In these cases, you can always access the database directly, routing around the model layer entirely.

O objeto django.db.connection representa a conexão atual com o banco de dados, e django.db.transaction representa a transação atual do banco de dados. Para usá-lo, chame connection.cursor() para capturar o objeto cursor. Então, chame cursor.execute(sql, [params]) para executar o SQL e cursor.fetchone() ou cursor.fechall() para retornar o resultado em linhas. Após performar a operação que modica os dados, você deve então chamar transaction.commit_unless_managed() para garantir que as mudanças estejam confirmadas no banco de dados. Se sua consulta é puramente uma operção de leitura de dados, nenhum commit é requerido.

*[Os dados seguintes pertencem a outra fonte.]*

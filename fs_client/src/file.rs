use std::fmt;
use std::sync::Arc;

use log::debug;

use blockfs_lib::{block_id, block_len, in_block_offset, BfsError, BfsResult, FileStatus};

use crate::handle::FileHandle;
use crate::read_buffer::{BlockBufferCache, BlockSourceKind};

/// Sequential reader over a file handle.
///
/// Keeps a small pool of block buffers so short application reads do not
/// turn into one store round trip each. A reader created through
/// [`FileWriter::reader`] shares the writer's handle and leaves closing it
/// to the writer.
pub struct FileReader {
    handle: Arc<FileHandle>,
    position: u64,
    buffers: BlockBufferCache,
    close_handle: bool,
}

impl FileReader {
    /// Reader that owns its handle and closes it on `close`.
    pub fn new(handle: Arc<FileHandle>, buffer_count: usize) -> Self {
        Self {
            handle,
            position: 0,
            buffers: BlockBufferCache::new(buffer_count),
            close_handle: true,
        }
    }

    /// Reader over a handle someone else closes.
    pub fn shared(handle: Arc<FileHandle>, buffer_count: usize) -> Self {
        Self {
            handle,
            position: 0,
            buffers: BlockBufferCache::new(buffer_count),
            close_handle: false,
        }
    }

    pub fn status(&self) -> &FileStatus {
        self.handle.status()
    }

    pub fn position(&self) -> u64 {
        self.position
    }

    pub fn seek(&mut self, position: u64) {
        self.position = position;
    }

    /// Reads at the current position into `dest` and advances.
    ///
    /// Returns at most one block's worth of bytes per call, a short count
    /// at a block boundary is not an error. Zero means end of file.
    pub async fn read(&mut self, dest: &mut [u8]) -> BfsResult<usize> {
        if dest.is_empty() {
            return Ok(0);
        }
        let block_size = self.handle.block_size();
        let id = block_id(self.position, block_size);
        let in_block = in_block_offset(self.position, block_size) as usize;
        let n = self.read_in_block(id, in_block, dest).await?;
        self.position += n as u64;
        Ok(n)
    }

    /// Reads from the current position to end of file.
    pub async fn read_to_end(&mut self) -> BfsResult<Vec<u8>> {
        let mut out = Vec::new();
        let mut chunk = vec![0u8; self.handle.block_size() as usize];
        loop {
            let n = self.read(&mut chunk).await?;
            if n == 0 {
                return Ok(out);
            }
            out.extend_from_slice(&chunk[..n]);
        }
    }

    async fn read_in_block(
        &mut self,
        id: u64,
        in_block: usize,
        dest: &mut [u8],
    ) -> BfsResult<usize> {
        // bytes sitting in the shared handle's write window supersede any
        // copy this reader cached earlier
        if let Some(mut overlay) = self.handle.write_overlay_block(id).await? {
            if let Some(mut stale) = self.buffers.remove(id) {
                stale.close();
            }
            return overlay.read(in_block, dest).await;
        }
        if !self.buffers.contains(id) {
            let buffer = self.handle.fetch_block(id).await?;
            if buffer.kind() == BlockSourceKind::WriteOverlay {
                // the write window may grow under us, serve it and forget it
                let mut buffer = buffer;
                return buffer.read(in_block, dest).await;
            }
            self.buffers.insert(buffer);
        }
        let block_size = self.handle.block_size();
        let expected = block_len(self.handle.status().size(), block_size, id) as usize;
        let buffer = self.buffers.get_mut(id).ok_or_else(|| {
            BfsError::InvalidState(format!("block buffer {} missing after insert", id))
        })?;

        let kind = buffer.kind();
        let result = buffer.read(in_block, dest).await;
        let ran_short =
            result.is_ok() && buffer.is_complete() && buffer.loaded_len() < expected;
        let local_failed = kind == BlockSourceKind::Local && (result.is_err() || ran_short);
        // a cached remote block falls behind when a flush lands in its range
        // after the buffer completed
        let remote_stale = kind == BlockSourceKind::Remote && ran_short;
        if local_failed || remote_stale {
            if let Err(e) = &result {
                debug!("local read of block {} failed: {}", id, e);
            } else {
                debug!(
                    "cached block {} is short: {} of {} bytes, refetching",
                    id,
                    buffer.loaded_len(),
                    expected
                );
            }
            if local_failed {
                self.handle.record_local_failure().await;
            }
            if let Some(mut stale) = self.buffers.remove(id) {
                stale.close();
            }
            let fresh = self.handle.fetch_block_remote(id).await?;
            self.buffers.insert(fresh);
            let buffer = self.buffers.get_mut(id).ok_or_else(|| {
                BfsError::InvalidState(format!("block buffer {} missing after refetch", id))
            })?;
            return buffer.read(in_block, dest).await;
        }
        result
    }

    /// Releases buffered blocks, and the handle when this reader owns it.
    pub async fn close(&mut self) -> BfsResult<()> {
        self.buffers.close_all();
        if self.close_handle {
            self.handle.close().await?;
        }
        Ok(())
    }
}

impl fmt::Debug for FileReader {
    fn fmt(&self, f: &mut fmt::Formatter<'_>) -> fmt::Result {
        f.debug_struct("FileReader")
            .field("path", self.handle.status().path())
            .field("position", &self.position)
            .field("buffered_blocks", &self.buffers.len())
            .field("close_handle", &self.close_handle)
            .finish()
    }
}

/// Sequential writer over a file handle.
pub struct FileWriter {
    handle: Arc<FileHandle>,
    buffer_count: usize,
    written: u64,
}

impl FileWriter {
    pub fn new(handle: Arc<FileHandle>, buffer_count: usize) -> Self {
        Self {
            handle,
            buffer_count,
            written: 0,
        }
    }

    pub fn status(&self) -> &FileStatus {
        self.handle.status()
    }

    /// Bytes accepted by this writer so far.
    pub fn position(&self) -> u64 {
        self.written
    }

    /// Reader sharing this writer's handle. It sees unflushed bytes of the
    /// current block without a store round trip.
    pub fn reader(&self) -> FileReader {
        FileReader::shared(self.handle.clone(), self.buffer_count)
    }

    pub async fn write(&mut self, data: &[u8]) -> BfsResult<()> {
        self.handle.write(data).await?;
        self.written += data.len() as u64;
        Ok(())
    }

    pub async fn flush(&mut self) -> BfsResult<()> {
        self.handle.flush().await
    }

    pub async fn truncate(&mut self, offset: u64) -> BfsResult<()> {
        self.handle.truncate(offset).await
    }

    /// Flushes pending bytes and closes the handle. The close still runs
    /// when the flush fails, the first error wins.
    pub async fn close(&mut self) -> BfsResult<()> {
        let flushed = self.handle.flush().await;
        let closed = self.handle.close().await;
        flushed.and(closed)
    }
}

impl fmt::Debug for FileWriter {
    fn fmt(&self, f: &mut fmt::Formatter<'_>) -> fmt::Result {
        f.debug_struct("FileWriter")
            .field("path", self.handle.status().path())
            .field("written", &self.written)
            .finish()
    }
}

Por exemplo:

def my_custom_sql():
    from django.db import connection, transaction
    cursor = connection.cursor()

    # Operação de modificação de dado - commit obrigatório
    cursor.execute("UPDATE bar SET foo = 1 WHERE baz = %s", [self.baz])
    transaction.commit_unless_managed()

    # Operação de recebimento de dado - não é necessário o commit
    cursor.execute("SELECT foo FROM bar WHERE baz = %s", [self.baz])
    row = cursor.fetchone()

    return row

If you are using more than one database you can use django.db.connections to obtain the connection (and cursor) for a specific database. django.db.connections is a dictionary-like object that allows you to retrieve a specific connection using its alias:

from django.db import connections
cursor = connections['my_db_alias'].cursor()
# Your code here...
transaction.commit_unless_managed(using='my_db_alias')

Transações e SQL puro

When you make a raw SQL call, Django will automatically mark the current transaction as dirty. You must then ensure that the transaction containing those calls is closed correctly. See the notes on the requirements of Django's transaction handling for more details.

Alterado no Django 1.3: Please, see the release notes

Prior to Django 1.3, it was necessary to manually mark a transaction as dirty using transaction.set_dirty() when using raw SQL calls.

Connections e cursors

connection e cursor maioritariamente implementa a DB-API padrão do Python (exceto quando se trata de manipulação de transações). Se você não está familiarizado com a DB-API do Python, note que a consulta SQL em cursor.execute() possui marcadores, "%s", ao invés de adicionar paramêtros diretamente dentro do SQL. Se você usa esta técnica, as bibliotecas de banco de dados subjacentes irão automaticamente addicionar aspas e espacar seus paramêtros quando necessário. (Também atente que o Django espera pelo marcador "%s", não pelo marcador "?", que é utilizado pelos bindings para Python do SQLite. Isto é por uma questão de coerência e bom senso.)

Um lembrete final: Se tudo que você quer é fazer uma clausula WHERE customizada, você pode somente usar os argumentos where, tables e params da API padrão.